Pipeline Reference
This page provides comprehensive reference documentation for pipelines in KSML - the heart of stream processing logic.
What is a Pipeline?
In KSML, a pipeline defines how data flows from one or more input streams through a series of operations and finally to one or more output destinations.
Think of a pipeline as a recipe that describes exactly how data should be processed from start to finish.
Pipelines connect:
- Sources: Where data comes from (Kafka topics via streams, tables, or global tables)
- Operations: What happens to the data (transformations, filters, aggregations, etc.)

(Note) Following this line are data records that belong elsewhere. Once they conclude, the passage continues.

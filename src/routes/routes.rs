//! Defines routes for the sync queue API.
//!
//! ## Structure
//! - **Queue endpoints**
//!   - `POST /sync/jobs`              — enqueue a slide file
//!   - `GET  /sync/jobs`              — list jobs (supports ?status=)
//!   - `GET  /sync/status`            — link state + per-status aggregates
//!
//! - **Job endpoints**
//!   - `GET  /sync/jobs/{id}`         — one job snapshot
//!   - `POST /sync/jobs/{id}/cancel`  — cooperative cancel
//!   - `POST /sync/jobs/{id}/requeue` — back into the queue
//!
//! Handlers only enqueue or read; the background worker owns all job
//! mutations.

use crate::{
    handlers::{
        health_handlers::{healthz, readyz},
        sync_handlers::{cancel_job, enqueue_job, get_job, list_jobs, requeue_job, sync_status},
    },
    services::sync_service::SyncService,
};
use axum::{
    Router,
    routing::{get, post},
};

/// Build and return the router for all sync-queue routes.
///
/// The router carries shared state (`SyncService`) to all handlers.
pub fn routes() -> Router<SyncService> {
    Router::new()
        // health endpoints (mounted at root)
        .route("/healthz", get(healthz))
        .route("/readyz", get(readyz))
        // queue-level routes
        .route("/sync/status", get(sync_status))
        .route("/sync/jobs", post(enqueue_job).get(list_jobs))
        // job-level routes
        .route("/sync/jobs/{id}", get(get_job))
        .route("/sync/jobs/{id}/cancel", post(cancel_job))
        .route("/sync/jobs/{id}/requeue", post(requeue_job))
}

- Sinks: Where the processed data goes (output topics, other pipelines, functions, etc.)
Pipeline Structure
Every KSML pipeline has a consistent structure with three main components:
pipelines:
my_pipeline_name:
from: input_stream_name # Source
via: # Operations (optional)
- type: operation1
# operation parameters
- type: operation2
# operation parameters
to: output_stream_name # Sink
This structure makes pipelines easy to read and understand, with a clear flow from source to operations to sink.
Pipeline Properties
Each pipeline in the pipelines section has these main properties:
| Property | Type | Required | Description |
|---|---|---|---|
name |
String | No | Pipeline name. If not defined, derived from context |
from |
String/Object | Yes | The source stream(s), table(s), or pipeline(s). Can be a reference or inline definition |
via |
Array | No | List of operations to apply to the data |
to |
String/Object | No* | The destination stream or topic. Can be a reference or inline definition |
as |
String | No* | Name to save the result for later pipelines |
branch |
Array | No* | Split the pipeline based on conditions |
forEach |
Object | No* | Process each message with a function |
print |
Boolean/Object | No* | Output messages for debugging (simple boolean or complex object) |
toTopicNameExtractor |
Object | No* | Dynamically determine the output topic |
*At least one sink type (to, as, branch, forEach, print, or toTopicNameExtractor) is required.
Pipeline Components
Sources: Where Data Comes From
The source of a pipeline is specified with the from keyword. It defines where the pipeline gets its data from:
| Parameter | Type | Required | Description |
|---|---|---|---|
from |
String/Object | Yes | The source stream, table, or pipeline name. Can be a reference or inline definition |
A source can be:
- A stream (KStream): For event-based processing
- A table (KTable): For state-based processing
- A globalTable (GlobalKTable): For reference data
- Another pipeline: For chaining pipelines together
Sources must be defined elsewhere in your KSML file (in the streams, tables, or globalTables sections) or be the result of a previous pipeline.
Full example with from
Note: KSML does not support multiple sources in the from field. For joins, use a single source and specify the join target using the table parameter in join operations:
# Correct syntax for joins
from: orders_stream
via:
- type: join
table: customers_table # Join target specified here
valueJoiner: join_function
Learn more about joins
Operations: Transforming the Data
Operations are defined in the via section as a list of transformations to apply to the data:
| Parameter | Type | Required | Description |
|---|---|---|---|
via |
Array | No | List of operations to apply to the data |
via:
- type: filter
if:
expression: value.get('amount') > 100
- type: mapValues
mapper:
expression: {"user": key, "amount": value.get('amount'), "currency": "USD"}
Each operation:
- Has a
typethat defines what it does - Takes parameters specific to that operation type
- Receives data from the previous operation (or the source)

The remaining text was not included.